【QUICK Market Eyes 片平 正二】米連邦準備理事会(FRB)が4~5日に開いた米連邦公開市場委員会(FOMC)で金融政策の現状維持を決めた。米大統領選が異例の接戦となり開票作業が継続している最中のFOMC。Fedウォッチャーたちはその先の金融政策をどう見ているのか。
■平均償還期間を延長することは今後の選択肢=JPモルガン
今回のFOMCに関して、JPモルガンは5日付のリポートで「今回の結果は問題ありませんでした。金融政策に変更はなく、会合後の声明は9月の前回会合後に発表された声明と基本的に変わっていない。もしFOMCがニュース・サイクルに巻き込まれるのを避けようとしていたなら彼らは成功した」と指摘し、米大統領選挙の結果が判明しない中で市場の混乱を避けた点では好印象とみていた。
またリポートでは、会合後のパウエル議長の記者会見で量的緩和(QE)のパラメータ(規模、構成、期間など)が繰り返し取り上げられたことに着目。「パラメータを調整すること、特に米国債の平均償還期間を延長することは経済見通しが悪化した場合の選択肢となると結論付けられる」と指摘。経済が予想通りに回復した場合には不明としながら、「感謝祭の前日に発表される議事要旨(ミニッツ)でこのトピックがもっと多く書かれると思われる」とみていた。
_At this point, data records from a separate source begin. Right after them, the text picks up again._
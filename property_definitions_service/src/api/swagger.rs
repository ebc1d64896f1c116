use property_definitions::{
    domain::models::{PropertyDefinitionView, PropertyType},
    inbound::axum_router::{self, ErrorResponse},
};
use utoipa::OpenApi;

#[derive(OpenApi)]
#[openapi(
    paths(
        axum_router::list_property_definitions_handler,
        axum_router::retrieve_property_definition_handler,
        axum_router::create_property_definition_handler,
        axum_router::update_property_definition_handler,
    ),
    components(
        schemas(
            PropertyDefinitionView,
            PropertyType,
            ErrorResponse,
        )
    ),
    tags(
        (name = "Property definitions", description = "Listing and retrieving the property definitions of a team")
    )
)]
pub struct ApiDoc;

#[cfg(test)]
mod tests {
    use super::*;

    #[test]
    fn it_should_document_every_route() {
        let doc = ApiDoc::openapi();
        let paths: Vec<&String> = doc.paths.paths.keys().collect();
        assert_eq!(
            paths,
            vec![
                "/api/projects/{team_id}/property_definitions",
                "/api/projects/{team_id}/property_definitions/{id}",
            ]
        );
    }
}
//! Collector stage: curated seed corpus (JSON) to the raw table.

use std::fs;
use std::path::Path;

use serde::Deserialize;
use tracing::{info, warn};

use crate::error::{PipelineError, Result};
use crate::record::{
    ContentType, Record, Table, CATEGORY, COMPANY, CONTENT, CONTENT_TYPE, DESCRIPTION, DIFFICULTY,
    DOMAIN, EXPERIENCE, EXPERIENCE_LEVEL, JOB_TITLE, LOCATION, MANUAL_SOURCE, NOT_AVAILABLE,
    SALARY, SOURCE,
};
use crate::store;

/// Header of the raw table, in file order.
pub const RAW_COLUMNS: &[&str] = &[
    SOURCE,
    CONTENT,
    CONTENT_TYPE,
    JOB_TITLE,
    COMPANY,
    LOCATION,
    DESCRIPTION,
    SALARY,
    EXPERIENCE,
    DIFFICULTY,
    CATEGORY,
    EXPERIENCE_LEVEL,
    DOMAIN,
];

const DEFAULT_JOB_SOURCE: &str = "seed_corpus";

#[derive(Debug, Default, Deserialize)]
#[serde(default)]
pub struct SeedCorpus {
    pub interview_questions: Vec<SeedQuestion>,
    pub resume_samples: Vec<SeedResume>,
    pub job_postings: Vec<SeedPosting>,
}

#[derive(Debug, Deserialize)]
pub struct SeedQuestion {
    pub content: String,
    pub difficulty: Option<String>,
    pub category: Option<String>,
}

#[derive(Debug, Deserialize)]
pub struct SeedResume {
    pub content: String,
    pub experience_level: Option<String>,
    pub domain: Option<String>,
}

/// A posting as captured from a job board. Missing listing fields are stored as `N/A`.
#[derive(Debug, Deserialize)]
pub struct SeedPosting {
    pub source: Option<String>,
    pub job_title: Option<String>,
    pub company: Option<String>,
    pub location: Option<String>,
    pub description: Option<String>,
    pub salary: Option<String>,
    pub experience: Option<String>,
}

/// Owned accumulator for raw records.
#[derive(Debug, Default)]
pub struct Collector {
    records: Vec<Record>,
}

impl Collector {
    pub fn new() -> Self {
        Self::default()
    }

    pub fn push(&mut self, record: Record) {
        self.records.push(record);
    }

    pub fn len(&self) -> usize {
        self.records.len()
    }

    pub fn is_empty(&self) -> bool {
        self.records.is_empty()
    }

    pub fn into_table(self) -> Table {
        Table::from_parts(
            RAW_COLUMNS.iter().map(|c| c.to_string()).collect(),
            self.records,
        )
    }
}

fn with_optional(record: Record, column: &str, value: Option<&String>) -> Record {
    match value {
        Some(v) => record.with(column, v.as_str()),
        None => record,
    }
}

pub fn collect_interview_questions(collector: &mut Collector, questions: &[SeedQuestion]) {
    for q in questions {
        let record = Record::new()
            .with(SOURCE, MANUAL_SOURCE)
            .with(CONTENT, q.content.as_str())
            .with(CONTENT_TYPE, ContentType::InterviewQuestion.as_str());
        let record = with_optional(record, DIFFICULTY, q.difficulty.as_ref());
        collector.push(with_optional(record, CATEGORY, q.category.as_ref()));
    }
}

pub fn collect_resume_samples(collector: &mut Collector, resumes: &[SeedResume]) {
    for r in resumes {
        let record = Record::new()
            .with(SOURCE, MANUAL_SOURCE)
            .with(CONTENT, r.content.as_str())
            .with(CONTENT_TYPE, ContentType::ResumeSummary.as_str());
        let record = with_optional(record, EXPERIENCE_LEVEL, r.experience_level.as_ref());
        collector.push(with_optional(record, DOMAIN, r.domain.as_ref()));
    }
}

pub fn collect_job_postings(collector: &mut Collector, postings: &[SeedPosting]) {
    let or_na = |v: &Option<String>| v.clone().unwrap_or_else(|| NOT_AVAILABLE.to_string());
    for p in postings {
        let record = Record::new()
            .with(SOURCE, p.source.as_deref().unwrap_or(DEFAULT_JOB_SOURCE))
            .with(CONTENT_TYPE, ContentType::JobDescription.as_str())
            .with(JOB_TITLE, or_na(&p.job_title))
            .with(COMPANY, or_na(&p.company))
            .with(LOCATION, or_na(&p.location))
            .with(DESCRIPTION, or_na(&p.description))
            .with(SALARY, or_na(&p.salary));
        collector.push(with_optional(record, EXPERIENCE, p.experience.as_ref()));
    }
}

pub fn load_corpus(path: &Path) -> Result<SeedCorpus> {
    if !path.exists() {
        return Err(PipelineError::MissingInput {
            path: path.to_path_buf(),
        });
    }
    let body = fs::read_to_string(path)?;
    Ok(serde_json::from_str(&body)?)
}

/// Stage entry point. Returns the number of raw records written.
pub fn seed_file(corpus_path: &Path, output: &Path) -> Result<usize> {
    let corpus = load_corpus(corpus_path)?;
    let mut collector = Collector::new();

    println!("Collecting interview questions...");
    collect_interview_questions(&mut collector, &corpus.interview_questions);
    println!("Collecting resume samples...");
    collect_resume_samples(&mut collector, &corpus.resume_samples);
    println!("Collecting job postings...");
    collect_job_postings(&mut collector, &corpus.job_postings);

    if collector.is_empty() {
        warn!(path = %corpus_path.display(), "seed corpus has no records");
    }
    let total = collector.len();
    let table = collector.into_table();
    store::write_table(output, &table, table.columns())?;
    info!(rows = total, path = %output.display(), "raw table written");
    println!(
        "Raw data saved to {}. Total records: {}",
        output.display(),
        total
    );
    Ok(total)
}
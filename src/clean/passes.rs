use itertools::Itertools;

use super::vocab;
use crate::metrics::PassTracker;
use crate::record::{
    is_meaningful, Record, Table, COMPANY, CONTENT, CONTENT_TYPE, DESCRIPTION, EXPERIENCE_LEVEL,
    JOB_TITLE, LOCATION, MANUAL_SOURCE, SALARY, SOURCE,
};
use crate::text::{clean_location, clean_salary, has_word_char, normalize_text};

const MANUAL_KEY: &[&str] = &[CONTENT, CONTENT_TYPE];
const JOB_KEY: &[&str] = &[JOB_TITLE, COMPANY, DESCRIPTION, LOCATION];
const REQUIRED_TEXT: &[&str] = &[CONTENT, JOB_TITLE, DESCRIPTION];
/// Merge order for the canonical `content` body.
const MERGED_FIELDS: &[&str] = &[CONTENT, DESCRIPTION, JOB_TITLE];
const TEXT_COLUMNS: &[&str] = &[CONTENT, JOB_TITLE, COMPANY, DESCRIPTION];
const MIN_CONTENT_CHARS: usize = 5;

/// Dedup curated rows, job postings and everything else separately, keeping first occurrences.
/// A curated row never collides with a scraped one.
pub fn remove_duplicates(table: &mut Table, tracker: &mut PassTracker) {
    let before = table.len();
    let rows = table.take_rows();

    let (manual, rest): (Vec<Record>, Vec<Record>) = rows.into_iter().partition(is_manual);
    let (jobs, others): (Vec<Record>, Vec<Record>) = rest.into_iter().partition(is_job_posting);

    let mut kept: Vec<Record> = manual
        .into_iter()
        .unique_by(|r| key_of(r, MANUAL_KEY))
        .collect();
    kept.extend(jobs.into_iter().unique_by(|r| key_of(r, JOB_KEY)));
    kept.extend(others.into_iter().unique());

    table.replace_rows(kept);
    tracker.record("remove_duplicates", table, before);
}

pub fn remove_empty_rows(table: &mut Table, tracker: &mut PassTracker) {
    let before = table.len();
    table.retain(|r| REQUIRED_TEXT.iter().any(|c| r.has_text(c)));
    tracker.record("remove_empty_rows", table, before);
}

/// Builds `content` from every meaningful field in [`MERGED_FIELDS`] order, space-joined.
pub fn merge_content_fields(table: &mut Table, tracker: &mut PassTracker) {
    let before = table.len();
    table.ensure_column(CONTENT);
    let merged: Vec<Record> = table
        .take_rows()
        .into_iter()
        .map(|mut row| {
            let content = merged_content(&row);
            row.set(CONTENT, content);
            row
        })
        .collect();
    table.replace_rows(merged);
    tracker.record("merge_content_fields", table, before);
}

/// Space-joins every meaningful field of [`MERGED_FIELDS`]. A row whose `content` already ends
/// with the joined `description` and `job_title` was merged before and keeps its content.
pub fn merged_content(row: &Record) -> String {
    let tail = MERGED_FIELDS[1..]
        .iter()
        .filter_map(|c| meaningful_field(row, c))
        .join(" ");
    match meaningful_field(row, CONTENT) {
        None => tail,
        Some(content)
            if tail.is_empty() || content == tail || content.ends_with(&format!(" {tail}")) =>
        {
            content.to_string()
        }
        Some(content) => format!("{content} {tail}"),
    }
}

fn meaningful_field<'a>(row: &'a Record, column: &str) -> Option<&'a str> {
    row.get(column).filter(|v| is_meaningful(v)).map(str::trim)
}

pub fn apply_text_cleaning(table: &mut Table, tracker: &mut PassTracker) {
    let before = table.len();
    for column in TEXT_COLUMNS {
        table.map_column(column, |v| v.map(normalize_text));
    }
    tracker.record("apply_text_cleaning", table, before);
}

pub fn standardize_experience_levels(table: &mut Table, tracker: &mut PassTracker) {
    let before = table.len();
    table.map_column(EXPERIENCE_LEVEL, |v| v.map(vocab::experience_level));
    tracker.record("standardize_experience_levels", table, before);
}

pub fn standardize_content_types(table: &mut Table, tracker: &mut PassTracker) {
    let before = table.len();
    table.map_column(CONTENT_TYPE, |v| v.map(vocab::content_type));
    tracker.record("standardize_content_types", table, before);
}

pub fn clean_salary_data(table: &mut Table, tracker: &mut PassTracker) {
    let before = table.len();
    table.map_column(SALARY, |v| Some(clean_salary(v)));
    tracker.record("clean_salary_data", table, before);
}

pub fn clean_location_data(table: &mut Table, tracker: &mut PassTracker) {
    let before = table.len();
    table.map_column(LOCATION, |v| Some(clean_location(v)));
    tracker.record("clean_location_data", table, before);
}

/// Drops rows whose content is too short or has no word characters at all.
pub fn validate_and_filter(table: &mut Table, tracker: &mut PassTracker) {
    let before = table.len();
    if table.has_column(CONTENT) {
        table.retain(|r| {
            r.get(CONTENT)
                .is_some_and(|c| c.chars().count() >= MIN_CONTENT_CHARS && has_word_char(c))
        });
    }
    tracker.record("validate_and_filter", table, before);
}

fn is_manual(row: &Record) -> bool {
    row.get(SOURCE).is_some_and(|s| s.contains(MANUAL_SOURCE))
}

fn is_job_posting(row: &Record) -> bool {
    row.get(CONTENT_TYPE)
        .is_some_and(|t| t.contains("job_description"))
}

fn key_of(row: &Record, columns: &[&str]) -> Vec<Option<String>> {
    columns
        .iter()
        .map(|c| row.get(c).map(str::to_string))
        .collect()
}
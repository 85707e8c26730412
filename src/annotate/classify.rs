use std::sync::LazyLock;

use regex::Regex;

use super::labels::{Difficulty, ExperienceLevel, QuestionType};
use super::taxonomy::{SkillMatcher, ADVANCED_TERMS, INTERMEDIATE_TERMS, QUESTION_KEYWORDS};

static EXPERIENCE_PATTERNS: LazyLock<Vec<(ExperienceLevel, Vec<Regex>)>> = LazyLock::new(|| {
    let compile = |patterns: &[&str]| -> Vec<Regex> {
        patterns
            .iter()
            .map(|p| Regex::new(&format!("(?i){p}")).unwrap())
            .collect()
    };
    vec![
        (
            ExperienceLevel::Junior,
            compile(&[
                r"\b(0-2|1-2)\s*year",
                r"\bfresh",
                r"\bentry",
                r"\bbeginner",
                r"\bjunior",
            ]),
        ),
        (
            ExperienceLevel::Mid,
            compile(&[r"\b(2-5|3-6|3-5)\s*year", r"\bmid", r"\bintermediate"]),
        ),
        (
            ExperienceLevel::Senior,
            compile(&[
                r"\b(5\+|6\+|7\+|8\+)\s*year",
                r"\bsenior",
                r"\blead",
                r"\bprincipal",
                r"\barchitect",
            ]),
        ),
    ]
});

/// A trusted `junior|mid|senior` label always wins. Otherwise the first level with a matching
/// pattern, then a fallback on how many skills the text mentions.
pub fn determine_experience_level(
    text: Option<&str>,
    existing_level: Option<&str>,
    matcher: &SkillMatcher,
) -> ExperienceLevel {
    if let Some(level) = existing_level.and_then(ExperienceLevel::from_label) {
        return level;
    }
    let Some(text) = text else {
        return ExperienceLevel::Unknown;
    };
    let lower = text.to_lowercase();

    for (level, patterns) in EXPERIENCE_PATTERNS.iter() {
        if patterns.iter().any(|re| re.is_match(&lower)) {
            return *level;
        }
    }

    let skill_count = matcher.extract(&lower).len();
    if skill_count >= 8 {
        ExperienceLevel::Senior
    } else if skill_count >= 4 {
        ExperienceLevel::Mid
    } else {
        ExperienceLevel::Junior
    }
}

/// Scores each category by keyword hits. Ties keep the earlier category.
pub fn classify_question_type(text: Option<&str>) -> QuestionType {
    let Some(text) = text else {
        return QuestionType::Unknown;
    };
    let lower = text.to_lowercase();

    let mut best: Option<(&str, usize)> = None;
    for (category, keywords) in QUESTION_KEYWORDS {
        let score = keywords.iter().filter(|k| lower.contains(**k)).count();
        if score > best.map_or(0, |(_, s)| s) {
            best = Some((*category, score));
        }
    }

    match best.map(|(category, _)| category) {
        Some("technical") => QuestionType::Technical,
        Some("behavioral") => QuestionType::Behavioral,
        Some("conceptual") => QuestionType::Conceptual,
        _ => QuestionType::General,
    }
}

/// Advanced vocabulary beats intermediate when both appear.
pub fn infer_difficulty(question: &str) -> Difficulty {
    let lower = question.to_lowercase();
    if ADVANCED_TERMS.iter().any(|t| lower.contains(t)) {
        Difficulty::Advanced
    } else if INTERMEDIATE_TERMS.iter().any(|t| lower.contains(t)) {
        Difficulty::Intermediate
    } else {
        Difficulty::Beginner
    }
}
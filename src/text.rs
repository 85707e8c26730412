//! Free-text cleanup shared by the normalizer passes.

use std::sync::LazyLock;

use html_escape::decode_html_entities;
use regex::Regex;

use crate::record::is_meaningful;

static TAG_RE: LazyLock<Regex> = LazyLock::new(|| Regex::new(r"<[^>]+>").unwrap());
static ENTITY_RE: LazyLock<Regex> = LazyLock::new(|| Regex::new(r"&[a-zA-Z]+;").unwrap());
static SPACE_RE: LazyLock<Regex> = LazyLock::new(|| Regex::new(r"\s+").unwrap());
static DISALLOWED_RE: LazyLock<Regex> =
    LazyLock::new(|| Regex::new(r#"[^\w\s.,!?\-():;'"]"#).unwrap());
static PERIODS_RE: LazyLock<Regex> = LazyLock::new(|| Regex::new(r"\.{2,}").unwrap());
static COMMAS_RE: LazyLock<Regex> = LazyLock::new(|| Regex::new(r",{2,}").unwrap());
static SALARY_RE: LazyLock<Regex> = LazyLock::new(|| Regex::new(r"[^\d.,\-\s\w]").unwrap());
static DISTANCE_RE: LazyLock<Regex> = LazyLock::new(|| Regex::new(r"(?i)\d+\s*km[^,]*").unwrap());
static REMOTE_RE: LazyLock<Regex> =
    LazyLock::new(|| Regex::new(r"(?i)work from home|wfh|remote").unwrap());

pub const SALARY_UNDISCLOSED: &str = "Not disclosed";
pub const REMOTE: &str = "Remote";

/// Decode entities, then drop tags and any entity that survived decoding.
pub fn strip_markup(text: &str) -> String {
    let decoded = decode_html_entities(text);
    let without_tags = TAG_RE.replace_all(&decoded, "");
    ENTITY_RE.replace_all(&without_tags, "").into_owned()
}

pub fn collapse_whitespace(text: &str) -> String {
    SPACE_RE.replace_all(text, " ").trim().to_string()
}

/// Canonical form of a scraped text field. Applying it twice gives the same result.
pub fn normalize_text(text: &str) -> String {
    let text = collapse_whitespace(&strip_markup(text));
    let text = DISALLOWED_RE.replace_all(&text, "");
    let text = PERIODS_RE.replace_all(&text, ".");
    let text = COMMAS_RE.replace_all(&text, ",");
    // stripped symbols can leave double spaces behind
    collapse_whitespace(&text)
}

pub fn clean_salary(raw: Option<&str>) -> String {
    match raw.filter(|s| is_meaningful(s)) {
        None => SALARY_UNDISCLOSED.to_string(),
        Some(salary) => collapse_whitespace(&SALARY_RE.replace_all(salary.trim(), "")),
    }
}

/// Drops "N km from ..." clauses (up to the next comma) and folds WFH spellings into `Remote`.
pub fn clean_location(raw: Option<&str>) -> String {
    let Some(location) = raw.filter(|s| is_meaningful(s)) else {
        return REMOTE.to_string();
    };
    let location = normalize_text(location);
    let location = DISTANCE_RE.replace_all(&location, "");
    let location = REMOTE_RE.replace_all(&location, REMOTE);
    collapse_whitespace(&location)
        .trim_matches(|c: char| c == ',' || c == ';' || c.is_whitespace())
        .to_string()
}

/// True when `text` holds at least one word character.
pub fn has_word_char(text: &str) -> bool {
    text.chars().any(|c| c.is_alphanumeric() || c == '_')
}

/// Whole-term matcher: `needle` must sit between non-word characters or the text edges.
/// Works for terms that start or end with punctuation such as `c++` or `node.js`.
pub fn bounded_pattern(needle: &str) -> Regex {
    let pattern = format!(r"(?:^|[^\w]){}(?:$|[^\w])", regex::escape(needle));
    Regex::new(&pattern).expect("escaped keyword is a valid pattern")
}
■経済が急速に悪化しない限りB/Sの変更は来年か=ノムラ
ノムラ・セキュリティーズは5日付のリポートで「サプライズはなかった。記者会見でパウエル議長は量的緩和(QE)での資産買入について削減を検討していないことを明確にした」と指摘した。その上でパウエル議長が新型コロナウイルス(COVID-19)のパンデミックによる景気後退と回復の間、継続的な財政支援が経済に大きなプラスの影響を与えてきたことを再度指摘したことに着目し、「適切な時期に、少なくとももう少し財政支援が得られれば、より力強い回復が得られるリスクを強調した」とし、パウエル議長が財政政策の必要性を訴えたことにも関心を寄せていた。
その上で「全体的に見て、FRBのバランスシート(B/S)政策の変更は向こう数週間で経済見通しが急激に悪化しない限り、2021年まで待たなければならない可能性がある」と指摘。またパウエル議長が四半期経済見通し(SEP)に関連して、これまで議事録に記載されていたリスク判断のバランスや2つの新しいグラフを含む追加的な情報を12月FOMCから公表し始めると述べたことに関しては「かなりの量の新しい情報を追加することはなさそうだ」ともみていた。